One piece of data that did worry me was that a disproportionate amount of those are claimed by companies in London and the south-east and they are not spread around the country in the way we would like. Is there a way we can use these tax measures to encourage that kind of investment and those kinds of skilled jobs in the regions of the UK, and not just focus them in the most prosperous parts?
I have expressed the view previously to many Treasury Ministers that, outside the EU, the one thing that we can do is take a regional approach to certain taxation to encourage activity in different parts of the country that we do not need to encourage in London and the south-east. I urge the Treasury to look seriously at whether we could take a regional approach to some taxes so that we can get those differentiating incentives to move wealth outside London and the south-east. That would fit entirely with our levelling-up agenda, but we have not chosen yet to be that creative with our tax system.
Given that we have plenty of time for detailed questions on clauses on Wednesday, I will just say that I accept the need for this Finance Bill. I will support all the measures in it and I will happily vote for it later. I will not be voting for the Opposition amendment, which I suspect will not come as a great shock. I think I support ending non-dom status, but we should have temporary residence relief. If somebody comes here on a secondment or for a short period, we should not try to force them to move all their tax affairs here.

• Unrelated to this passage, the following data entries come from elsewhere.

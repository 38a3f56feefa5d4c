//! # Session Accumulator
//!
//! Derives the amount a table owes from the order ledger.
//!
//! ## Source of Truth
//! ```text
//! ┌─────────────────────────────────────────────────────────────────────────┐
//! │                                                                         │
//! │  Ledger (orders + lines)                                               │
//! │       │                                                                 │
//! │       │  filter: same table number snapshot, branch, restaurant        │
//! │       │          ledger_at >= session_start                            │
//! │       │          status shown in the session view                      │
//! │       ▼                                                                 │
//! │  accumulate() ← THIS MODULE                                            │
//! │       │                                                                 │
//! │       ├── total        (cancelled orders EXCLUDED)                     │
//! │       └── per_product  (cancelled orders INCLUDED, flagged, for audit) │
//! │       │                                                                 │
//! │       ▼                                                                 │
//! │  Table.cached_running_total  ← a copy, refreshed on every write        │
//! │                                                                         │
//! └─────────────────────────────────────────────────────────────────────────┘
//! ```
//!
//! The functions here are pure: same ledger in, same totals out. Calling them
//! twice changes nothing, which is what makes them safe to run inside any
//! transaction that needs a fresh total.

use std::collections::HashMap;

use serde::{Deserialize, Serialize};
use ts_rs::TS;

use crate::error::{CoreError, CoreResult};
use crate::money::Money;
use crate::types::{LedgerOrder, SessionKey};

// =============================================================================
// Output Types
// =============================================================================

/// Per-product breakdown of a session, for display and audit.
#[derive(Debug, Clone, PartialEq, Eq, Serialize, Deserialize, TS)]
#[ts(export)]
pub struct ProductSubtotal {
    pub product_id: String,
    pub product_name: String,
    /// Units ordered in the session, cancelled orders included.
    pub quantity: i64,
    /// Value of those units, cancelled orders included.
    pub subtotal: Money,
    /// Units that belong to cancelled orders.
    pub cancelled_quantity: i64,
    /// Value that belongs to cancelled orders.
    pub cancelled_subtotal: Money,
}

impl ProductSubtotal {
    /// What this product contributes to the bill.
    pub fn billable_subtotal(&self) -> Money {
        self.subtotal - self.cancelled_subtotal
    }
}

/// The authoritative view of one session's money.
#[derive(Debug, Clone, Default, PartialEq, Eq, Serialize, Deserialize, TS)]
#[ts(export)]
pub struct SessionTotals {
    /// Sum of line subtotals over billable (non-cancelled) orders.
    pub total: Money,
    /// Billable orders in the session.
    pub order_count: usize,
    /// Lines of billable orders.
    pub line_count: usize,
    /// Cancelled orders kept in the view for transparency.
    pub cancelled_order_count: usize,
    pub per_product: Vec<ProductSubtotal>,
}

We should tax them on the income that they earn here. There would be a big disincentive and it would be out of step with other countries if we did not have a short period where somebody had that different situation to reflect the fact that they are not ordinarily resident here.
The fact is that a person’s non-dom status depends on where their father was born. In theory, they can become a non-dom even if they have lived here all their life and never been resident anywhere else in the world. That shows how ludicrous those rules are. I urge the Government to look at modernising all our residence tests, including that on non-dom status. They are all far too complicated. We could have a far more effective system that works better and would achieve the advantages of attracting investment here. There is a real problem with just scrapping non-dom status; it may drive some people we do want here to leave. On balance, a change is better and we should continue with the direction of travel that we had a decade ago of restricting the time period. I think that we could restrict it with a more modern relief that would achieve what we want without having the big downsides.
With that, I will happily support the Bill and oppose the amendment if there is a Division later.